O Domingos Faria invoca um burro com um alvará de inteligente que escreveu um livro, para citar um argumento que coloca em causa o princípio da razão suficiente de Leibniz (e não de Espinoza, como escreveu o Domingos Faria) que reza assim:
“Nenhum facto pode ser verdadeiro ou real, ou nenhum juízo pode ser correcto, sem uma razão suficiente.”
Há vários erros no raciocínio do burro letrado, mas talvez o principal seja o exarado no ponto 5:
“Se S é necessária, então P é necessária. [de PRS e necessidade da implicação]”
Acontece que se uma Causa Primeira é necessária, não se segue que um determinado efeito (dessa causa) seja necessário— desde logo porque a Causa não se confunde (como seria lógico) com um qualquer seu efeito.
A proposição supra só teria alguma legitimidade “lógica” se a Causa Primeira fosse imanente, ou seja, se ela pertencesse à mesma Realidade dos seus possíveis efeitos (possibilidade ou probabilidade) segundo o princípio da causalidade — mas então teríamos que explicar, por exemplo, por que razão as partículas elementares (que são efeitos de uma Causa, ou seja, existem por uma qualquer razão suficiente) aparecem e desaparecem do universo como que por magia, vindas do Nada e para o Nada.
¿De onde vêm, e para onde vão, essas partículas elementares que aparecem e desaparecem continuamente no universo?
Para qualquer pessoa “inteligente” é difícil aceitar que no centro da Física, que pretende ser a ciência dos fundamentos de todo o universo, as leis da nossa razão deveriam ser anuladas.
E isto porque, ao contrário do que defendeu Einstein, “Deus lança mesmo os dados” — no sentido em que os efeitos enquanto factos têm uma probabilidade objectiva (e não uma probabilidade subjectiva humana, devida à falta de conhecimento científico): a “casualidade” (os acontecimentos “por acaso”) e a “a-causalidade” (aquilo que parece não ter causa) não são expressão dos nossos conhecimentos limitados, mas sim são constitutivas da própria Realidade.
É neste sentido que se fala em probabilidade objectiva, por contraposição a uma probabilidade meramente subjectiva, baseada apenas numa falta de conhecimento das razões causais.
Ou seja, o princípio da causalidade (que é exclusivamente imanente) foi refutado pela própria ciência atómica.
Mas essa refutação não significa que, 1/ não exista uma Causa primeira que determina a existência de uma probabilidade objectiva que pode ser contingente na sua condição de causa segunda, e por isso, 2/ não significa que essa probabilidade objectiva, enquanto efeito, seja necessária.
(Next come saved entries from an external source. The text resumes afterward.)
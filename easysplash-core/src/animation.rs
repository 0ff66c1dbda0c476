//! Animation description (`desc.txt`) and the parts/frames it refers to
//!
//! The description has a header line `<width> <height> <fps>` followed by
//! one line per part: `<type> <repeat_count> <pause> <path>`. A type of `p`
//! marks a part that has to play until complete before a stop request takes
//! effect; any other type makes the part skippable. The frames of a part are
//! the archive entries below `<path>/`, in filename order.

use crate::archive::{Archive, EntryId};
use crate::{Error, Position, Result};
use log::{debug, error, info, warn};
use std::io::{Read, Seek};

/// Name of the description entry inside the archive
pub const DESCRIPTION_FILE: &str = "desc.txt";

/// One section of the animation, played `repeat_count` times in a row
#[derive(Debug, Clone, PartialEq, Eq)]
pub struct Part {
    /// Directory of the part inside the archive
    pub path: String,
    /// Frame images, in playback order
    pub frames: Vec<EntryId>,
    /// Whether a stop request waits for this part to finish
    pub play_until_complete: bool,
    /// How many times the part is played, at least 1
    pub repeat_count: u32,
}

impl Part {
    pub fn frame_count(&self) -> usize {
        self.frames.len()
    }
}

/// A validated animation, ready for playback
///
/// The last part loops forever during realtime playback and is never treated
/// as play-until-complete, so the animation can always be stopped.
#[derive(Debug, Clone, PartialEq, Eq)]
pub struct Animation {
    fps: u32,
    output_width: u32,
    output_height: u32,
    parts: Vec<Part>,
    total_frames: usize,
}

impl Animation {
    /// Creates an animation, rejecting one that could never be played
    pub fn new(fps: u32, output_width: u32, output_height: u32, parts: Vec<Part>) -> Result<Self> {
        if fps == 0 {
            return Err(Error::InvalidAnimation("frame rate is zero".into()));
        }
        if output_width == 0 || output_height == 0 {
            return Err(Error::InvalidAnimation(format!(
                "output size {}x{} is empty",
                output_width, output_height
            )));
        }
        if parts.is_empty() {
            return Err(Error::InvalidAnimation("no parts".into()));
        }
        if let Some(part) = parts.iter().find(|p| p.frames.is_empty()) {
            return Err(Error::InvalidAnimation(format!("part '{}' has no frames", part.path)));
        }

        let total_frames = parts
            .iter()
            .map(|p| p.frame_count() * p.repeat_count as usize)
            .sum();

        Ok(Self {
            fps,
            output_width,
            output_height,
            parts,
            total_frames,
        })
    }

    /// Reads `desc.txt` and enumerates the frames of every part
    ///
    /// Malformed part lines and parts without frames are logged and left
    /// out; a missing or unusable description makes the animation invalid.
    pub fn load<R: Read + Seek>(archive: &mut Archive<R>) -> Result<Self> {
        let Some((desc_id, _)) = archive.find_entry_by_name(DESCRIPTION_FILE) else {
            error!("invalid animation: archive has no {}", DESCRIPTION_FILE);
            return Err(Error::MissingDescription);
        };

        let text = archive.uncompress(desc_id)?;
        let description = Description::parse(&String::from_utf8_lossy(&text))?;

        let mut parts = Vec::with_capacity(description.parts.len());
        for part in description.parts {
            let prefix = format!("{}/", part.path);
            let frames: Vec<EntryId> = archive
                .find_entries_with_path(&prefix)
                .map(|(id, _)| id)
                .collect();

            if frames.is_empty() {
                error!("part \"{}\" has no frames - skipping it", part.path);
                continue;
            }

            debug!(
                "part \"{}\": {} frames, repeated {} times{}",
                part.path,
                frames.len(),
                part.repeat_count,
                if part.play_until_complete { ", play until complete" } else { "" }
            );

            parts.push(Part {
                path: part.path,
                frames,
                play_until_complete: part.play_until_complete,
                repeat_count: part.repeat_count,
            });
        }

        let animation = Self::new(description.fps, description.width, description.height, parts)
            .inspect_err(|e| error!("{}", e))?;

        info!(
            "loaded animation: {}x{} @ {} fps, {} parts, {} frames",
            animation.output_width,
            animation.output_height,
            animation.fps,
            animation.parts.len(),
            animation.total_frames
        );

        Ok(animation)
    }

    pub fn fps(&self) -> u32 {
        self.fps
    }

    /// Width of the rectangle frames are drawn into
    pub fn output_width(&self) -> u32 {
        self.output_width
    }

    /// Height of the rectangle frames are drawn into
    pub fn output_height(&self) -> u32 {
        self.output_height
    }

    pub fn parts(&self) -> &[Part] {
        &self.parts
    }

    /// Sum of frame count times repeat count over all parts
    pub fn total_frames(&self) -> usize {
        self.total_frames
    }

    pub fn is_last_part(&self, part_index: usize) -> bool {
        part_index + 1 >= self.parts.len()
    }

    /// Whether a stop request has to wait while playing `part_index`
    ///
    /// Always false for the last part, which loops forever.
    pub fn must_complete(&self, part_index: usize) -> bool {
        !self.is_last_part(part_index)
            && self
                .parts
                .get(part_index)
                .is_some_and(|p| p.play_until_complete)
    }

    /// Looks up the frame image at a position
    ///
    /// Returns `None` with a warning when the position lies outside the
    /// animation.
    pub fn frame_at(&self, position: &Position) -> Option<EntryId> {
        let Some(part) = self.parts.get(position.part) else {
            warn!(
                "part index {} is out of range (animation has {} parts)",
                position.part,
                self.parts.len()
            );
            return None;
        };

        let frame = part.frames.get(position.frame).copied();
        if frame.is_none() {
            warn!(
                "frame index {} is out of range (part {} has {} frames)",
                position.frame,
                position.part,
                part.frames.len()
            );
        }
        frame
    }
}

/// Parsed contents of `desc.txt`, before frames are looked up
#[derive(Debug, Clone, PartialEq, Eq)]
pub struct Description {
    pub width: u32,
    pub height: u32,
    pub fps: u32,
    pub parts: Vec<PartDescription>,
}

/// One part line of `desc.txt`
#[derive(Debug, Clone, PartialEq, Eq)]
pub struct PartDescription {
    pub path: String,
    pub play_until_complete: bool,
    pub repeat_count: u32,
}

impl Description {
    pub fn parse(text: &str) -> Result<Self> {
        let mut lines = text.lines();

        let header = lines.next().unwrap_or_default();
        let mut fields = header.split_whitespace().map(str::parse::<u32>);
        let (Some(Ok(width)), Some(Ok(height)), Some(Ok(fps))) =
            (fields.next(), fields.next(), fields.next())
        else {
            error!("invalid description header \"{}\"", header);
            return Err(Error::InvalidDescription(format!(
                "expected '<width> <height> <fps>', got '{}'",
                header
            )));
        };

        let parts = lines
            .enumerate()
            .filter(|(_, line)| !line.trim().is_empty())
            .filter_map(|(index, line)| {
                // line numbers are 1-based and the header is line 1
                PartDescription::parse(line)
                    .inspect_err(|reason| {
                        error!("desc.txt line {}: {} - skipping it", index + 2, reason)
                    })
                    .ok()
            })
            .collect();

        Ok(Self {
            width,
            height,
            fps,
            parts,
        })
    }
}

impl PartDescription {
    fn parse(line: &str) -> std::result::Result<Self, String> {
        let mut tokens = line.split_whitespace();

        let kind = tokens.next().ok_or("missing part type")?;
        let repeat_count = tokens
            .next()
            .ok_or("missing repeat count")?
            .parse::<u32>()
            .map_err(|e| format!("invalid repeat count: {}", e))?;
        // the pause value is part of the format but playback ignores it
        tokens
            .next()
            .ok_or("missing pause")?
            .parse::<i64>()
            .map_err(|e| format!("invalid pause: {}", e))?;
        let path = tokens.next().ok_or("missing path")?;

        let path = path.strip_prefix("./").unwrap_or(path).trim_end_matches('/');
        if path.is_empty() {
            return Err("empty path".into());
        }

        Ok(Self {
            path: path.to_string(),
            play_until_complete: kind == "p",
            repeat_count: repeat_count.max(1),
        })
    }
}

#[cfg(test)]
mod tests {
    use super::*;
    use crate::testutil::ZipBuilder;
    use std::io::Cursor;

    fn archive_with(desc: &str, parts: &[(&str, usize)]) -> Archive<Cursor<Vec<u8>>> {
        let mut builder = ZipBuilder::new().stored(DESCRIPTION_FILE, desc.as_bytes());
        for (path, frames) in parts {
            builder = builder.directory(&format!("{}/", path));
            for i in 0..*frames {
                builder = builder.deflated(&format!("{}/{:04}.png", path, i + 1), b"png");
            }
        }
        Archive::open(Cursor::new(builder.finish())).unwrap()
    }

    #[test]
    fn test_parse_description() {
        let desc = Description::parse("800 600 25\np 1 0 part0\n\nc 0 5 ./part1/\n").unwrap();

        assert_eq!((desc.width, desc.height, desc.fps), (800, 600, 25));
        assert_eq!(
            desc.parts,
            vec![
                PartDescription {
                    path: "part0".into(),
                    play_until_complete: true,
                    repeat_count: 1
                },
                PartDescription {
                    path: "part1".into(),
                    play_until_complete: false,
                    repeat_count: 1
                },
            ]
        );
    }

    #[test]
    fn test_malformed_part_lines_are_skipped() {
        let desc = Description::parse("10 10 10\np 1 0\nx y 0 part\np 2 0 good\np 1 z other\n").unwrap();
        assert_eq!(desc.parts.len(), 1);
        assert_eq!(desc.parts[0].path, "good");
        assert_eq!(desc.parts[0].repeat_count, 2);
    }

    #[test]
    fn test_bad_header_is_rejected() {
        assert!(matches!(
            Description::parse("800 600\np 1 0 part0\n"),
            Err(Error::InvalidDescription(_))
        ));
        assert!(Description::parse("").is_err());
    }

    #[test]
    fn test_load_counts_total_frames() {
        let mut archive = archive_with(
            "320 240 30\np 1 0 part0\np 3 0 part1\nc 2 0 part2\n",
            &[("part0", 5), ("part1", 11), ("part2", 6)],
        );

        let animation = Animation::load(&mut archive).unwrap();
        let frame_counts: Vec<usize> = animation.parts().iter().map(Part::frame_count).collect();

        assert_eq!(frame_counts, vec![5, 11, 6]);
        assert_eq!(animation.total_frames(), 5 + 33 + 12);
        assert_eq!(animation.fps(), 30);
        assert!(animation.parts()[0].play_until_complete);
        assert!(!animation.parts()[2].play_until_complete);
    }

    #[test]
    fn test_frames_follow_filename_order() {
        let mut archive = archive_with("10 10 10\nc 1 0 part0\n", &[("part0", 3)]);
        let animation = Animation::load(&mut archive).unwrap();

        let names: Vec<&str> = animation.parts()[0]
            .frames
            .iter()
            .map(|id| archive.entry(*id).unwrap().name.as_str())
            .collect();
        assert_eq!(names, vec!["part0/0001.png", "part0/0002.png", "part0/0003.png"]);
    }

    #[test]
    fn test_part_without_frames_is_dropped() {
        let mut archive = archive_with(
            "10 10 10\nc 1 0 part0\nc 1 0 missing\n",
            &[("part0", 2)],
        );
        let animation = Animation::load(&mut archive).unwrap();
        assert_eq!(animation.parts().len(), 1);
        assert_eq!(animation.parts()[0].path, "part0");
    }

    #[test]
    fn test_invalid_animations() {
        let mut archive = archive_with("10 10 0\nc 1 0 part0\n", &[("part0", 2)]);
        assert!(matches!(
            Animation::load(&mut archive),
            Err(Error::InvalidAnimation(_))
        ));

        let mut archive = archive_with("10 10 10\nc 1 0 missing\n", &[("part0", 2)]);
        assert!(matches!(
            Animation::load(&mut archive),
            Err(Error::InvalidAnimation(_))
        ));

        let bytes = ZipBuilder::new().stored("part0/0001.png", b"png").finish();
        let mut archive = Archive::open(Cursor::new(bytes)).unwrap();
        assert!(matches!(
            Animation::load(&mut archive),
            Err(Error::MissingDescription)
        ));
    }

    #[test]
    fn test_last_part_never_blocks_stop() {
        let mut archive = archive_with(
            "10 10 10\np 1 0 part0\np 1 0 part1\n",
            &[("part0", 2), ("part1", 2)],
        );
        let animation = Animation::load(&mut archive).unwrap();

        assert!(animation.must_complete(0));
        assert!(!animation.must_complete(1));
        assert!(animation.is_last_part(1));
    }

    #[test]
    fn test_frame_at_out_of_range() {
        let mut archive = archive_with("10 10 10\nc 1 0 part0\n", &[("part0", 2)]);
        let animation = Animation::load(&mut archive).unwrap();

        assert!(animation.frame_at(&Position::new(0, 0, 1)).is_some());
        assert!(animation.frame_at(&Position::new(0, 0, 2)).is_none());
        assert!(animation.frame_at(&Position::new(1, 0, 0)).is_none());
    }
}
Aqui, David Hume tem razão.
Ademais, o raciocínio do lógico em causa é uma tautologia— a inferência pretende ser sempre verdadeira quaisquer que sejam os valores de verdade atribuídos a priori às proposições.
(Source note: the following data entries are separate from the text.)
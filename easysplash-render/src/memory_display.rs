//! Headless display drawing into memory

use crate::canvas::Canvas;
use crate::{Display, Image, ImageHandle, Rect, Result};
use log::debug;
use std::cell::{Cell, RefCell};

/// Display backed by an in-memory RGBA canvas
///
/// Used when no screen is available and by tests. Every `present` snapshots
/// the canvas so the last shown frame can be inspected or saved.
pub struct MemoryDisplay {
    width: u32,
    height: u32,
    canvas: RefCell<Canvas>,
    presented: RefCell<Option<Image>>,
    present_count: Cell<usize>,
    draw_count: Cell<usize>,
}

impl MemoryDisplay {
    pub fn new(width: u32, height: u32) -> Self {
        debug!("created {}x{} memory display", width, height);
        Self {
            width,
            height,
            canvas: RefCell::new(Canvas::new(width, height)),
            presented: RefCell::new(None),
            present_count: Cell::new(0),
            draw_count: Cell::new(0),
        }
    }

    /// How many times `present` was called
    pub fn present_count(&self) -> usize {
        self.present_count.get()
    }

    /// How many draws succeeded
    pub fn draw_count(&self) -> usize {
        self.draw_count.get()
    }

    /// Number of images currently resident
    pub fn loaded_count(&self) -> usize {
        self.canvas.borrow().loaded()
    }

    /// The canvas as of the last `present`
    pub fn last_presented(&self) -> Option<Image> {
        self.presented.borrow().clone()
    }
}

impl Display for MemoryDisplay {
    fn is_ready(&self) -> bool {
        self.width != 0 && self.height != 0
    }

    fn width(&self) -> u32 {
        self.width
    }

    fn height(&self) -> u32 {
        self.height
    }

    fn load(&self, image: Image) -> Result<ImageHandle> {
        self.canvas.borrow_mut().load(image)
    }

    fn unload(&self, handle: ImageHandle) {
        self.canvas.borrow_mut().unload(handle);
    }

    fn draw(&self, handle: ImageHandle, rect: Rect) -> Result<()> {
        self.canvas.borrow_mut().draw(handle, rect)?;
        self.draw_count.set(self.draw_count.get() + 1);
        Ok(())
    }

    fn present(&self) -> Result<()> {
        *self.presented.borrow_mut() = Some(self.canvas.borrow().surface().clone());
        self.present_count.set(self.present_count.get() + 1);
        Ok(())
    }
}

#[cfg(test)]
mod tests {
    use super::*;

    #[test]
    fn test_present_snapshots_canvas() {
        let display = MemoryDisplay::new(4, 4);
        assert!(display.is_ready());
        assert!(display.last_presented().is_none());

        let mut image = Image::blank(1, 1);
        image.set_pixel(0, 0, [7, 7, 7, 255]);
        let handle = display.load(image).unwrap();
        display.draw(handle, Rect::centered(4, 4, 2, 2)).unwrap();
        display.present().unwrap();

        let shown = display.last_presented().unwrap();
        assert_eq!(shown.pixel(1, 1), [7, 7, 7, 255]);
        assert_eq!(shown.pixel(0, 0), [0, 0, 0, 0]);
        assert_eq!((display.draw_count(), display.present_count()), (1, 1));
    }

    #[test]
    fn test_empty_display_is_not_ready() {
        assert!(!MemoryDisplay::new(0, 10).is_ready());
    }
}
A lógica não se pode fechar em si mesma e fazer de conta que a ciência não existe. Quando isso acontece, aparecem lógicos burros que escrevem livros. Hoje, vivemos em um mundo em que é legítimo dar a uma pessoa estúpida uma resposta estúpida em relação a uma pergunta estúpida — porque o pensamento e as crenças não coincidem.